Research in that area has thrown up many anomalies. Numbers of badgers in the long, wooded valley are extraordinarily high - 25 adults to the square kilometre; but there appears to be no relationship between population density and the incidence of disease.

On the contrary: infestations seem to go in cycles, and outbreaks of TB apparently occur as a result of badgers changing their patterns of movement.

Thus human intervention, in the form of culling and the creation of voids, may make matters worse rather than better. As Dr Cheeseman put it, "perturbation appears to be the downside of control".

In his view TB is mostly transmitted through urine, droppings and saliva deposited on grassland, especially permanent pasture, where badgers hunt for worms, and much of their contamination is placed along "linear features" such as walls, ditches and hedges. In conditions favourable to the TB bacillus, it can survive for up to 11 months in this environment.

All this was good, interesting stuff. Yet the burden of the evening was that scientists still have a poor understanding of the subject. Why - people wanted to know - has Maff been so dilatory and secretive about badgers for the last two decades?

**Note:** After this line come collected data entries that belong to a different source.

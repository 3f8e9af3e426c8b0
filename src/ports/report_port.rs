//! Report output port trait.

use crate::domain::backtest::BacktestResult;
use crate::domain::error::TradelangError;
use crate::domain::input::InputSeries;
use std::path::Path;

/// Port for writing a backtest's per-sample results.
pub trait ReportPort {
    fn write(
        &self,
        result: &BacktestResult,
        input: &InputSeries,
        output_path: &Path,
    ) -> Result<(), TradelangError>;
}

Why are we still so far from producing vaccines that would immunise both badgers and cattle? What, above all, is going to happen in the seven years that, it is estimated, Professor Bourne's team will need to complete its trials? In the view of many, the situation in the South-west is already out of control.

What farmers want is a Government policy that will enable more badger culls to be made in hot-spots where the incidence of TB is particularly severe. As one woman put it, "The crazy thing is, it's illegal to kill the vermin that are causing the trouble. If it were rats or rabbits, we could take matters into our own hands. But because it's badgers, our hands are tied."

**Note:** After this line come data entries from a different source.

//! Builtin registry.
//!
//! The registry maps every name a program may use to a [`Builtin`]:
//! - `Builtin::Reference`: a zero-argument [`Value`] (inputs and constants)
//! - `Builtin::Function`: an n-ary constructor of Values from argument Values
//!
//! [`Builtins::standard`] builds the fixed vocabulary once. The table is
//! shared behind an `Arc` and never mutated; [`Builtins::with_inputs`] returns
//! a new registry whose input references read live data through an override
//! layer.

pub mod arithmetic;
pub mod logic;
pub mod time_series;

use crate::domain::input::InputValues;
use crate::domain::value::Value;
use rand::Rng;
use std::collections::HashMap;
use std::fmt;
use std::str::FromStr;
use std::sync::Arc;

/// Constructs the result Value from exactly `arity` argument Values.
pub type BuiltinFn = fn(&[Value]) -> Value;

#[derive(Debug, Clone, Copy, PartialEq, Eq, Hash, PartialOrd, Ord)]
pub enum Category {
    Inputs,
    Constants,
    Arithmetic,
    Logic,
    TimeSeries,
}

impl Category {
    pub const ALL: [Category; 5] = [
        Category::Inputs,
        Category::Constants,
        Category::Arithmetic,
        Category::Logic,
        Category::TimeSeries,
    ];
}

impl fmt::Display for Category {
    fn fmt(&self, f: &mut fmt::Formatter<'_>) -> fmt::Result {
        let s = match self {
            Category::Inputs => "Inputs",
            Category::Constants => "Constants",
            Category::Arithmetic => "Arithmetic",
            Category::Logic => "Logic",
            Category::TimeSeries => "Time Series",
        };
        f.write_str(s)
    }
}

impl FromStr for Category {
    type Err = String;

    fn from_str(s: &str) -> Result<Self, Self::Err> {
        match s.trim().to_lowercase().replace(['-', ' '], "_").as_str() {
            "inputs" => Ok(Category::Inputs),
            "constants" => Ok(Category::Constants),
            "arithmetic" => Ok(Category::Arithmetic),
            "logic" => Ok(Category::Logic),
            "time_series" => Ok(Category::TimeSeries),
            other => Err(format!(
                "unknown category '{other}' (expected inputs, constants, arithmetic, logic, time_series)"
            )),
        }
    }
}

#[derive(Clone)]
pub enum Builtin {
    Reference {
        value: Value,
        doc: &'static str,
        category: Category,
    },
    Function {
        arity: usize,
        arg_names: &'static [&'static str],
        func: BuiltinFn,
        doc: &'static str,
        category: Category,
    },
}

impl Builtin {
    pub fn reference(value: Value, doc: &'static str, category: Category) -> Self {
        Builtin::Reference {
            value,
            doc,
            category,
        }
    }

    pub fn function(arity: usize, func: BuiltinFn, doc: &'static str, category: Category) -> Self {
        Builtin::Function {
            arity,
            arg_names: &[],
            func,
            doc,
            category,
        }
    }

    pub fn with_arg_names(self, names: &'static [&'static str]) -> Self {
        match self {
            Builtin::Function {
                arity,
                func,
                doc,
                category,
                ..
            } => Builtin::Function {
                arity,
                arg_names: names,
                func,
                doc,
                category,
            },
            reference => reference,
        }
    }

    /// Declared argument count; references take none.
    pub fn arity(&self) -> usize {
        match self {
            Builtin::Reference { .. } => 0,
            Builtin::Function { arity, .. } => *arity,
        }
    }

    pub fn is_function(&self) -> bool {
        matches!(self, Builtin::Function { .. })
    }

    pub fn doc(&self) -> &'static str {
        match self {
            Builtin::Reference { doc, .. } | Builtin::Function { doc, .. } => doc,
        }
    }

    pub fn category(&self) -> Category {
        match self {
            Builtin::Reference { category, .. } | Builtin::Function { category, .. } => *category,
        }
    }
}

impl fmt::Debug for Builtin {
    fn fmt(&self, f: &mut fmt::Formatter<'_>) -> fmt::Result {
        match self {
            Builtin::Reference { category, .. } => f
                .debug_struct("Reference")
                .field("category", category)
                .finish_non_exhaustive(),
            Builtin::Function {
                arity, category, ..
            } => f
                .debug_struct("Function")
                .field("arity", arity)
                .field("category", category)
                .finish_non_exhaustive(),
        }
    }
}

/// Documentation row for help output.
#[derive(Debug, Clone, PartialEq, Eq)]
pub struct BuiltinDoc {
    pub name: &'static str,
    pub arity: usize,
    pub arg_names: Vec<&'static str>,
    pub doc: &'static str,
    pub category: Category,
}

const DEFAULT_ARG_NAMES: [&str; 4] = ["x", "y", "z", "w"];

/// Names of the input references that [`Builtins::with_inputs`] rebinds.
pub const INPUT_FIELDS: [&str; 6] = ["price", "volume", "open", "close", "high", "low"];

struct Table {
    entries: Vec<(&'static str, Builtin)>,
    index: HashMap<&'static str, usize>,
}

impl Table {
    fn new() -> Self {
        Self {
            entries: Vec::new(),
            index: HashMap::new(),
        }
    }

    fn insert(&mut self, name: &'static str, builtin: Builtin) {
        match self.index.get(name) {
            Some(&i) => self.entries[i].1 = builtin,
            None => {
                self.index.insert(name, self.entries.len());
                self.entries.push((name, builtin));
            }
        }
    }
}

/// Registration target handed to the category modules.
pub struct Registrar<'a> {
    table: &'a mut Table,
}

impl Registrar<'_> {
    pub fn add(&mut self, name: &'static str, builtin: Builtin) -> &mut Self {
        self.table.insert(name, builtin);
        self
    }
}

/// Immutable name → builtin mapping.
#[derive(Clone)]
pub struct Builtins {
    table: Arc<Table>,
    overrides: HashMap<&'static str, Builtin>,
}

impl Builtins {
    /// The full standard vocabulary with unbound (zero) inputs.
    pub fn standard() -> Self {
        let mut table = Table::new();
        {
            let mut reg = Registrar { table: &mut table };
            register_inputs(&mut reg);
            register_constants(&mut reg);
            arithmetic::register(&mut reg);
            logic::register(&mut reg);
            time_series::register(&mut reg);
        }
        Self {
            table: Arc::new(table),
            overrides: HashMap::new(),
        }
    }

    pub fn get(&self, name: &str) -> Option<&Builtin> {
        if let Some(b) = self.overrides.get(name) {
            return Some(b);
        }
        self.table
            .index
            .get(name)
            .map(|&i| &self.table.entries[i].1)
    }

    pub fn contains(&self, name: &str) -> bool {
        self.get(name).is_some()
    }

    pub fn len(&self) -> usize {
        self.table.entries.len()
    }

    pub fn is_empty(&self) -> bool {
        self.table.entries.is_empty()
    }

    /// Entries in declaration order, overrides applied.
    pub fn iter(&self) -> impl Iterator<Item = (&'static str, &Builtin)> + '_ {
        self.table
            .entries
            .iter()
            .map(|(name, b)| (*name, self.overrides.get(name).unwrap_or(b)))
    }

    /// New registry with the input references bound to `inputs`.
    ///
    /// The receiver is left untouched and the base table is shared.
    pub fn with_inputs(&self, inputs: &InputValues) -> Self {
        let mut next = self.clone();
        for (name, value) in inputs.fields() {
            next.override_reference(name, value.clone());
        }
        next
    }

    fn override_reference(&mut self, name: &'static str, value: Value) {
        if let Some(Builtin::Reference { doc, category, .. }) = self.get(name).cloned() {
            self.overrides
                .insert(name, Builtin::reference(value, doc, category));
        }
    }

    pub fn docs(&self) -> Vec<BuiltinDoc> {
        self.iter()
            .map(|(name, b)| {
                let arg_names = match b {
                    Builtin::Function {
                        arity, arg_names, ..
                    } if arg_names.is_empty() => {
                        DEFAULT_ARG_NAMES[..(*arity).min(DEFAULT_ARG_NAMES.len())].to_vec()
                    }
                    Builtin::Function { arg_names, .. } => arg_names.to_vec(),
                    Builtin::Reference { .. } => Vec::new(),
                };
                BuiltinDoc {
                    name,
                    arity: b.arity(),
                    arg_names,
                    doc: b.doc(),
                    category: b.category(),
                }
            })
            .collect()
    }
}

impl Default for Builtins {
    fn default() -> Self {
        Self::standard()
    }
}

impl fmt::Debug for Builtins {
    fn fmt(&self, f: &mut fmt::Formatter<'_>) -> fmt::Result {
        f.debug_struct("Builtins")
            .field("entries", &self.table.entries.len())
            .field("overrides", &self.overrides.keys().collect::<Vec<_>>())
            .finish()
    }
}

fn register_inputs(reg: &mut Registrar<'_>) {
    let zero = || Value::constant(0.0);
    reg.add("price", Builtin::reference(zero(), "current price", Category::Inputs))
        .add("volume", Builtin::reference(zero(), "current volume", Category::Inputs))
        .add("open", Builtin::reference(zero(), "current open", Category::Inputs))
        .add("close", Builtin::reference(zero(), "current close", Category::Inputs))
        .add("high", Builtin::reference(zero(), "current high", Category::Inputs))
        .add("low", Builtin::reference(zero(), "current low", Category::Inputs))
        .add(
            "time",
            Builtin::reference(
                Value::from_fn(|t| t as f64),
                "sample index (0 is latest)",
                Category::Inputs,
            ),
        );
}

fn register_constants(reg: &mut Registrar<'_>) {
    reg.add(
        "random",
        Builtin::reference(
            Value::from_fn(|_| rand::thread_rng().r#gen::<f64>()),
            "random number in [0, 1)",
            Category::Constants,
        ),
    )
    .add(
        "pi",
        Builtin::reference(Value::constant(std::f64::consts::PI), "pi constant", Category::Constants),
    )
    .add(
        "e",
        Builtin::reference(Value::constant(std::f64::consts::E), "euler constant", Category::Constants),
    );
}

/// Pointwise Value from a unary numeric function.
pub(crate) fn map1(args: &[Value], f: fn(f64) -> f64) -> Value {
    args[0].map(f)
}

/// Pointwise Value from a binary numeric function.
pub(crate) fn map2(args: &[Value], f: fn(f64, f64) -> f64) -> Value {
    args[0].zip_with(&args[1], f)
}

/// Pointwise Value from a ternary numeric function.
pub(crate) fn map3(args: &[Value], f: fn(f64, f64, f64) -> f64) -> Value {
    let (a, b, c) = (args[0].clone(), args[1].clone(), args[2].clone());
    Value::from_fn(move |t| f(a.at(t), b.at(t), c.at(t)))
}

The difficulty is, most people do not see badgers as vermin; there would be an outcry if widespread culling were reintroduced. A notable absentee from Monday's meeting was Dr Elaine King, Conservation Officer for the National Federation of Badger Groups (NFBG) and a leading champion of the species.

The federation, which has 85 groups and 20,000 members, has been pressing for more open-mindedness on the whole question; but Dr King herself had been warned off attending, as it was thought her presence might cause chaos. She did, however, send a representative in the form of Pauline Kidner, who delighted the audience by admitting that the NFBG is in favour of culling animals known to be infected.

That was one of the few crumbs of comfort the farmers derived from an evening full of interest but offering little hope of immediate relief. As several speakers remarked, the issues involved - unlike the face of the animal under scrutiny - are anything but black and white.